Check each line of the entries. Copy the ones that contain the string "println".

INFORMATION below:

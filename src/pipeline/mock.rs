// Copyright (C) 2026 Michael Wilson <mike@mdwn.dev>
//
// This program is free software: you can redistribute it and/or modify it under
// the terms of the GNU General Public License as published by the Free Software
// Foundation, version 3.
//
// This program is distributed in the hope that it will be useful, but WITHOUT
// ANY WARRANTY; without even the implied warranty of MERCHANTABILITY or FITNESS
// FOR A PARTICULAR PURPOSE. See the GNU General Public License for more details.
//
// You should have received a copy of the GNU General Public License along with
// this program. If not, see <https://www.gnu.org/licenses/>.
//
use std::{
    collections::HashSet,
    fmt,
    io::Cursor,
    path::{Path, PathBuf},
    sync::Mutex,
    time::Duration,
};

use crate::pipeline::{Error, PcmStream};

/// Canned PCM per mock stream: a handful of silent frames.
const MOCK_PCM_BYTES: usize = 4096;

/// An item the mock pipeline was asked to open.
#[derive(Clone, Debug, PartialEq, Eq)]
pub struct Open {
    pub path: PathBuf,
    pub fade: Duration,
}

/// A mock pipeline. Emits canned silence instead of transcoding and records
/// every open so tests can assert on the playback order and fades.
pub struct Pipeline {
    name: String,
    opens: Mutex<Vec<Open>>,
    fail: Mutex<HashSet<PathBuf>>,
}

impl Pipeline {
    /// Gets the given mock pipeline.
    pub fn get(name: &str) -> Pipeline {
        Pipeline {
            name: name.to_string(),
            opens: Mutex::new(Vec::new()),
            fail: Mutex::new(HashSet::new()),
        }
    }

    /// Marks a path as failing, as if the file vanished after queueing.
    #[cfg(test)]
    pub fn fail_path(&self, path: &Path) {
        self.fail
            .lock()
            .expect("unable to get lock")
            .insert(path.to_path_buf());
    }

    /// Every open recorded so far, in order.
    #[cfg(test)]
    pub fn opens(&self) -> Vec<Open> {
        self.opens.lock().expect("unable to get lock").clone()
    }
}

impl crate::pipeline::Pipeline for Pipeline {
    fn open(&self, path: &Path, fade: Duration) -> Result<PcmStream, Error> {
        if self
            .fail
            .lock()
            .expect("unable to get lock")
            .contains(path)
        {
            return Err(Error::FileMissing(path.to_path_buf()));
        }

        self.opens.lock().expect("unable to get lock").push(Open {
            path: path.to_path_buf(),
            fade,
        });

        Ok(PcmStream::new(Box::new(Cursor::new(vec![
            0u8;
            MOCK_PCM_BYTES
        ]))))
    }
}

impl fmt::Display for Pipeline {
    fn fmt(&self, f: &mut fmt::Formatter<'_>) -> fmt::Result {
        write!(f, "{} (Mock)", self.name)
    }
}
// Copyright (C) 2026 Michael Wilson <mike@mdwn.dev>
//
// This program is free software: you can redistribute it and/or modify it under
// the terms of the GNU General Public License as published by the Free Software
// Foundation, version 3.
//
// This program is distributed in the hope that it will be useful, but WITHOUT
// ANY WARRANTY; without even the implied warranty of MERCHANTABILITY or FITNESS
// FOR A PARTICULAR PURPOSE. See the GNU General Public License for more details.
//
// You should have received a copy of the GNU General Public License along with
// this program. If not, see <https://www.gnu.org/licenses/>.
//
mod commands;
mod config;
mod controller;
mod library;
mod metadata;
mod pipeline;
mod queue;
mod rotation;
mod session;
mod shuffle;
mod sink;
mod station;

use clap::{crate_version, Parser, Subcommand};
use std::error::Error;
use std::path::PathBuf;

use crate::library::Library;

const SYSTEMD_SERVICE: &str = r#"
[Unit]
Description=rotation radio player

[Service]
Type=simple
Restart=on-failure
EnvironmentFile=-/etc/default/radiola
ExecStart=/usr/local/bin/radiola start "$RADIOLA_CONFIG"
ExecReload=/bin/kill -HUP $MAINPID

[Install]
WantedBy=multi-user.target
Alias=radiola.service
"#;

#[derive(Parser)]
#[clap(
    author = "Michael Wilson",
    version = crate_version!(),
    about = "An unattended rotation-radio player."
)]
struct Cli {
    #[clap(subcommand)]
    command: Commands,
}

#[derive(Subcommand)]
enum Commands {
    /// Lists the genres in the configured library with their track and voice
    /// line counts.
    Library {
        /// The path to the station config.
        config_path: String,
    },
    /// Lists the available sink output devices.
    Devices {},
    /// Start will start the station.
    Start {
        /// The path to the station config.
        config_path: String,
    },
    /// Prints a systemd service definition to stdout.
    Systemd {},
}

#[tokio::main]
async fn main() -> Result<(), Box<dyn Error>> {
    tracing_subscriber::fmt::init();

    let cli = Cli::parse();

    match cli.command {
        Commands::Library { config_path } => {
            let config = config::parse_station(&PathBuf::from(config_path))?;
            let library = Library::new(&config.library(), config.extension());

            println!("Genres (count: {}):", config.genres()?.len());
            for genre in config.genres()? {
                let tracks = match library.tracks(&genre) {
                    Ok(tracks) => tracks.len().to_string(),
                    Err(e) => format!("unavailable ({})", e),
                };
                let voice_lines = library.voice_lines(&genre)?.len();
                println!("- {} (tracks: {}, voice lines: {})", genre, tracks, voice_lines);
            }
        }
        Commands::Devices {} => {
            let devices = sink::list_devices()?;

            if devices.is_empty() {
                println!("No devices found.");
                return Ok(());
            }

            println!("Devices:");
            for device in devices {
                println!("- {}", device);
            }
        }
        Commands::Start { config_path } => {
            let (station, _controller) = config::init_station(&PathBuf::from(config_path))?;
            station.run().await;
        }
        Commands::Systemd {} => {
            println!("{}", SYSTEMD_SERVICE)
        }
    }

    Ok(())
}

End of INFORMATION.

EXPECTED OUTPUT -
            println!("Genres (count: {}):", config.genres()?.len());
                println!("- {} (tracks: {}, voice lines: {})", genre, tracks, voice_lines);
                println!("No devices found.");
            println!("Devices:");
                println!("- {}", device);
            println!("{}", SYSTEMD_SERVICE)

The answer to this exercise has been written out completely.